# 650D (T4i) or 600D (T3i)



## lolage (Jun 8, 2012)

Hi, bit of an awkward decision to make..! I want this for 75% video, 25% photo. I can basically get the 600D body in the UK for £459 due to buying a KISS version in the UK. 

Will the 650D really be much of an upgrade to justify spending £700 on the body in comparison? I like the fact it has autofocus but its not really a big play advantage really. I'm more interested in the better quality for video and potentially fixing moire and just generally having a newer camera.

What would you guys do? Also with the 600D I know for sure I'll get the 3x digital zoom.

Cheers, Ben.


----------



## JasonATL (Jun 11, 2012)

Ben,

I'll assume that auto focus during video isn't that big of a deal to you. If it is, then read no further and just buy the 650D, since the 600D doesn't have it.

I have a 600D/T3i.

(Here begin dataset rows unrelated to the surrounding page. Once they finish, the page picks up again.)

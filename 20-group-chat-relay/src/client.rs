use std::{
    fmt::Display,
    net::SocketAddr,
    sync::{
        Arc,
        atomic::{AtomicBool, Ordering},
    },
};

use tokio::{
    io::{AsyncWriteExt, BufReader},
    net::{
        TcpStream, ToSocketAddrs,
        tcp::{OwnedReadHalf, OwnedWriteHalf},
    },
    sync::{
        Mutex,
        mpsc::{self, error::TrySendError},
    },
    task::JoinHandle,
};
use tracing::{debug, info, trace, warn};

use crate::{
    error::{ClientError, FrameError},
    frame::{encode_frame, read_frame},
    topic::{ClientIdentity, TopicMessage, format_message, is_for_topic},
};

/// Messages [`ChatClient::messages`] buffers for a receiver that falls behind.
pub const INBOX_CAPACITY: usize = 1024;

/// Client side of the relay protocol.
///
/// After [`connect`](Self::connect), call [`listen`](Self::listen) or
/// [`messages`](Self::messages) once to start the background read loop.
/// Sending works independently of listening.
pub struct ChatClient {
    identity: ClientIdentity,
    server: SocketAddr,
    reader: Option<BufReader<OwnedReadHalf>>,
    writer: Mutex<Option<OwnedWriteHalf>>,
    connected: Arc<AtomicBool>,
}

impl ChatClient {
    pub async fn connect<A>(addr: A, identity: ClientIdentity) -> Result<Self, ClientError>
    where
        A: ToSocketAddrs + Display,
    {
        let stream = TcpStream::connect(&addr)
            .await
            .map_err(|source| ClientError::Connect {
                addr: addr.to_string(),
                source,
            })?;
        let server = stream.peer_addr().map_err(|source| ClientError::Connect {
            addr: addr.to_string(),
            source,
        })?;
        if let Err(error) = stream.set_nodelay(true) {
            debug!(?error, "failed to set TCP_NODELAY");
        }

        info!(%server, topic = identity.topic_id(), "connected to relay");

        let (reader, writer) = stream.into_split();
        Ok(Self {
            identity,
            server,
            reader: Some(BufReader::new(reader)),
            writer: Mutex::new(Some(writer)),
            connected: Arc::new(AtomicBool::new(true)),
        })
    }

    pub fn identity(&self) -> &ClientIdentity {
        &self.identity
    }

    pub fn server_addr(&self) -> SocketAddr {
        self.server
    }

    pub fn is_connected(&self) -> bool {
        self.connected.load(Ordering::Acquire)
    }

    /// Spawns the read loop, handing every message for this client's topic to
    /// `on_message` in arrival order.
    ///
    /// The loop ends when the connection fails or closes; the client is then
    /// marked disconnected and is not reconnected.
    pub fn listen<F>(&mut self, on_message: F) -> Result<JoinHandle<()>, ClientError>
    where
        F: FnMut(TopicMessage) + Send + 'static,
    {
        let reader = self.reader.take().ok_or(ClientError::AlreadyListening)?;
        let identity = self.identity.clone();
        let connected = Arc::clone(&self.connected);
        Ok(tokio::spawn(run_listen_loop(
            reader, identity, connected, on_message,
        )))
    }

    /// Like [`listen`](Self::listen), delivering messages over a channel that
    /// closes once the client is disconnected.
    ///
    /// The channel holds at most [`INBOX_CAPACITY`] messages. When the receiver
    /// falls that far behind, newer messages are dropped with a warning rather
    /// than stalling the read loop, since stalling it would back up into the
    /// relay and get this client dropped as a slow recipient.
    pub fn messages(&mut self) -> Result<mpsc::Receiver<TopicMessage>, ClientError> {
        let (tx, rx) = mpsc::channel(INBOX_CAPACITY);
        self.listen(move |message| {
            deliver(&tx, message);
        })?;
        Ok(rx)
    }

    /// Sends `body` to this client's own topic under its own sender id.
    pub async fn send(&self, body: &str) -> Result<(), ClientError> {
        self.send_as(self.identity.topic_id(), self.identity.sender_id(), body)
            .await
    }

    /// Sends `body` tagged with an arbitrary topic and sender.
    ///
    /// A write failure marks the client disconnected. Nothing is retried.
    pub async fn send_as(&self, topic_id: &str, sender_id: &str, body: &str) -> Result<(), ClientError> {
        let text = format_message(topic_id, sender_id, body)?;
        let encoded = encode_frame(&text).map_err(|err| match err {
            FrameError::FrameTooLarge(len) => ClientError::MessageTooLarge(len),
            other => ClientError::Disconnected(Some(other)),
        })?;

        if !self.is_connected() {
            return Err(ClientError::Disconnected(None));
        }

        let mut writer = self.writer.lock().await;
        let Some(stream) = writer.as_mut() else {
            return Err(ClientError::Disconnected(None));
        };

        let written = async {
            stream.write_all(&encoded).await?;
            stream.flush().await
        }
        .await;

        if let Err(error) = written {
            warn!(?error, "failed to send message");
            self.connected.store(false, Ordering::Release);
            writer.take();
            return Err(ClientError::Disconnected(Some(FrameError::Io(error))));
        }

        debug!(topic = topic_id, "message sent");
        Ok(())
    }

    /// Shuts down the write half. The relay then closes its side, which ends
    /// the read loop.
    pub async fn close(&self) -> std::io::Result<()> {
        self.connected.store(false, Ordering::Release);
        let writer = self.writer.lock().await.take();
        if let Some(mut writer) = writer {
            writer.shutdown().await?;
        }
        Ok(())
    }
}

async fn run_listen_loop<F>(
    mut reader: BufReader<OwnedReadHalf>,
    identity: ClientIdentity,
    connected: Arc<AtomicBool>,
    mut on_message: F,
) where
    F: FnMut(TopicMessage),
{
    loop {
        match read_frame(&mut reader).await {
            Ok(raw) => {
                if let Some(message) = accept_frame(&identity, &raw) {
                    on_message(message);
                }
            }
            Err(FrameError::ConnectionClosed) => {
                info!("relay closed the connection");
                break;
            }
            Err(error) => {
                warn!(?error, "lost connection to relay");
                break;
            }
        }
    }

    connected.store(false, Ordering::Release);
}

/// Queues one message for [`ChatClient::messages`]; returns whether it was queued.
fn deliver(inbox: &mpsc::Sender<TopicMessage>, message: TopicMessage) -> bool {
    match inbox.try_send(message) {
        Ok(()) => true,
        Err(TrySendError::Full(message)) => {
            warn!(
                sender = %message.sender_id,
                capacity = INBOX_CAPACITY,
                "inbox full, dropping message"
            );
            false
        }
        // Nobody is reading any more.
        Err(TrySendError::Closed(_)) => false,
    }
}

/// Applies the topic filter and the self filter to one raw frame.
fn accept_frame(identity: &ClientIdentity, raw: &str) -> Option<TopicMessage> {
    if !is_for_topic(raw, identity.topic_id()) {
        trace!(topic = identity.topic_id(), "ignoring frame for another topic");
        return None;
    }

    let message = match TopicMessage::parse(raw) {
        Ok(message) => message,
        Err(error) => {
            warn!(%error, raw, "discarding unparsable frame");
            return None;
        }
    };

    if message.sender_id == identity.sender_id() {
        trace!("ignoring echo of own message");
        return None;
    }

    Some(message)
}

As you mention, the 3x zoom is a great feature of the 600D and I still have not found out whether the 650D has it. If the 650D suffers from the same moire/aliasing issues as the 550D and 600D and doesn't have the 3x-10x zoom, then the 600D is a clear winner to me, since the 3x function also serves to eliminate moire on the 600D, without a loss in resolution.

If the 650D has less moire issues than the 600D and better ISO performance, then I'd opt for the 650D. However, I suspect that the 650D does not significantly improve on moire/aliasing or ISO performance, or else this probably would have been trumpeted by Canon. If you can wait, then wait for some people to do hands-on tests of the video with it.

Finally, a very large advantage of the 600D over the 650D right now is the ability to install Magic Lantern's firmware upgrade that gives a lot of very nice video features.


----------



## tomfu (Jun 11, 2012)

Rebel t4i has improved movie recording including Continuous AF with subject tracking, other new features see rebel t3i vs t4i, I think it is more suit for you than the old t3i.


----------



## JasonATL (Jun 16, 2012)

Now that it is confirmed that the 650D/T4i cannot do 3x-10x zoom and that it suffers from as much moire/aliasing as the T2i and T3i, I see no reason for anyone interested in video to buy the T4i UNLESS the autofocus is a key feature for them. Plus, Magic Lantern already works on the T3i.

If my I needed to replace my T3i or T2i, I would get another T3i.

I hope that the 7D or 60D replacements improve on the moire/aliasing. Until then, the T3i is the camera to beat, in my opinion.


----------



## lolage (Jun 18, 2012)

Yeah I think I'm going to go for the 600D. 

Pros for 600D for me:
- cheaper to buy other accessories/put towards other lenses
- magic lantern
- 3x zoom
- no need to buy new STM lenses

Pros for 650D:
- autofocus


----------



## paul13walnut5 (Jun 19, 2012)

An impossible question to answer, as the 650D's haven't had any comprehensive reviews as yet, and particularly as even the big reviewers don't tend to dwell on video so much.

What I can say is that I use the 600D and am very happy with it. I use it for about the same ratio, 75% video, 25% stills.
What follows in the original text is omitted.